Francesco Totti e la Roma: un legame unico. Alla vigilia della presentazione della sua autobiografia l'ex numero 10 della Roma ha rilasciato una lunga intervista rilasciata al Venerdì di Repubblica. "Perché non ho chiuso giocando in Asia, in America etc...? Perché avrei rovinato 25 anni di carriera. Ho sempre detto che avrei indossato un'unica maglia. Sono uno di parola", racconta.

"Se mi sono pentito del 'no' al Real Madrid? No, ma decidere fu durissimo. Rimasi anche per Ilary. Stavamo insieme da poco e a me non piacciono i rapporti a distanza. A ripensarci però non ho manco vinto tanto poco: un Mondiale, uno scudetto, due Coppe Italia, due Supercoppe, una Scarpa d'oro", dice

Totti torna poi su alcuni episodi della sua carriera. "Il fallaccio a Balotelli? Arrivò dopo un crescendo, erano anni che lui provocava, insultava me e i romani. Un continuo. Alla fine la cosa è esplosa. Fu un fallo orrendo, proprio per fargli male. Ma dopo, stranamente, i giocatori dell'Inter non mi assalirono. Maicon mi diede addirittura il cinque. La sensazione era che anche tra i suoi compagni interisti Balotelli creasse qualche irritazione", le parole del dirigente giallorosso.

Che ha poi parlato così di Antonio Cassano: "Quando arrivò a Roma venne ad abitare con me e la mia famiglia per quasi quattro mesi. Faceva dei regali incredibili a mia madre. Anelli, bracciali da 5-6 mila euro. Manco fosse la moglie. Se mi vedeva a cena con amici al ristorante pagava non solo per me, ma per tutti anche se non li conosceva. Ma non lo faceva per comprare il mio affetto, ma perché è fatto così. E' un puro. La rottura tra noi? Gli era sparito l'assegno dello stipendio e s'era messo in testa che a rubarglielo era stata la nostra domestica, una che stava con noi da anni. Per lei avremmo messo la mano su fuoco. Provammo a convincerlo, ma niente. Se ne andò. Qualche giorno dopo l'assegno fu ritrovato sotto il sedile della sua auto", racconta Totti.
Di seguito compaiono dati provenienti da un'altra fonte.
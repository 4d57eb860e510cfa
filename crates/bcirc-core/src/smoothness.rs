//! Smoothness setting for the not gate.

use crate::error::{GateError, Result};

/// How smoothly [`not_gate`](crate::not_gate) inverts a signal.
///
/// At zero the inversion is sharp: `sign(a) * (1 - |a|)`, which jumps at
/// `a = 0`. Any other finite value replaces `sign` with
/// `tanh(a * s) / tanh(s)`, which is continuous and differentiable. Larger
/// magnitudes approach the sharp curve. The sign of `s` has no effect.
#[derive(Debug, Clone, Copy, Default, PartialEq, PartialOrd)]
#[cfg_attr(feature = "serde", derive(serde::Serialize, serde::Deserialize))]
#[cfg_attr(feature = "serde", serde(try_from = "f64", into = "f64"))]
pub struct Smoothness(f64);

impl Smoothness {
    /// Sign based inversion. This is the default.
    pub const SHARP: Smoothness = Smoothness(0.0);

    /// Create a smoothness setting.
    ///
    /// # Errors
    ///
    /// [`GateError::InvalidSmoothness`] if `value` is NaN or infinite.
    pub fn new(value: f64) -> Result<Self> {
        if !value.is_finite() {
            return Err(GateError::InvalidSmoothness(value));
        }
        Ok(Self(value))
    }

    /// The raw parameter.
    #[inline]
    pub fn value(self) -> f64 {
        self.0
    }

    /// Whether this is the sign based inversion.
    #[inline]
    pub fn is_sharp(self) -> bool {
        self.0 == 0.0
    }
}

impl TryFrom<f64> for Smoothness {
    type Error = GateError;

    fn try_from(value: f64) -> Result<Self> {
        Smoothness::new(value)
    }
}

impl From<Smoothness> for f64 {
    fn from(smoothness: Smoothness) -> Self {
        smoothness.0
    }
}

#[cfg(test)]
mod tests {
    use super::*;

    #[test]
    fn test_default_is_sharp() {
        assert_eq!(Smoothness::default(), Smoothness::SHARP);
        assert!(Smoothness::default().is_sharp());
        assert!(Smoothness::new(-0.0).unwrap().is_sharp());
    }

    #[test]
    fn test_new() {
        let s = Smoothness::new(2.5).unwrap();
        assert_eq!(s.value(), 2.5);
        assert!(!s.is_sharp());
        assert_eq!(Smoothness::try_from(-3.0).unwrap().value(), -3.0);
    }

    #[test]
    fn test_rejects_non_finite() {
        assert!(matches!(
            Smoothness::new(f64::NAN),
            Err(GateError::InvalidSmoothness(v)) if v.is_nan()
        ));
        assert_eq!(
            Smoothness::new(f64::INFINITY),
            Err(GateError::InvalidSmoothness(f64::INFINITY))
        );
    }
}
"Se è vero che da calciatore sbarravo la strada all’acquisto di campioni che potessero farmi ombra? Leggenda da bar. Ho sempre voluto vincere, e non veder vincere. Per vincere ho sempre detto che servono i campioni. Speravo che venissero Ronaldo, Ibrahimovic, i più forti del mondo. Non solo davanti, ma anche difensori o centrocampisti. Purtroppo avevamo un limite, le poche possibilità economiche per spendere per questi campioni. Io ho cercato veramente di portare gente impensabile a Roma", le parole di Totti a Venerdì di Repubblica.

Totti racconta anche la sua vita da dirigente: un lavoro, il suo, un po' da mediatore tra Di Francesco e lo spogliatoio. "Sì, i giocatori sono bestie, sono bastardi, ma mi portano rispetto. Io ero come loro, li conosco bene, conosco il loro linguaggio segreto fatto d’occhiate, mezze parole. Cerco di rendermi utile. Nello spogliatoio ora si parla quasi solo inglese. Se non lo sai non capisci nulla. E si fa meno gruppo. In ritiro, rientrato dal campo, ognuno si isola in camera sua col telefonino a navigare o mandare messaggi. Cosa voglio fare da grande? Ancora non lo so. Per adesso mi godo questo momento vicino alla squadra e alla Società. Respiro l’aria del campo".

Infine il rapporto con alcuni allenatori che ha avuto in carriera: "Quando parli con Capello hai sempre torto. Sa tanto, ma l'ultima parola deve essere sempre la sua. Se passa un piccione e lui dice che è un gabbiano, ti dimostrerà che è un gabbiano. E' cocciuto, perfezionista. Un maniaco. Luciano Spalletti fu uno dei grandi fautori del tuo abbandono?  E' quello che ha spinto di più. Con la società erano una cosa sola".

Il tecnico dell'Inter ha replica a Totti in conferenza stampa: "Il libro? Non l'ho ancora letto, lo leggerò e poi casomai si faranno alcuni discorsi. Adesso non vado a rispondere a nessuno, davanti a noi c'è una partita che è molto più importanteb.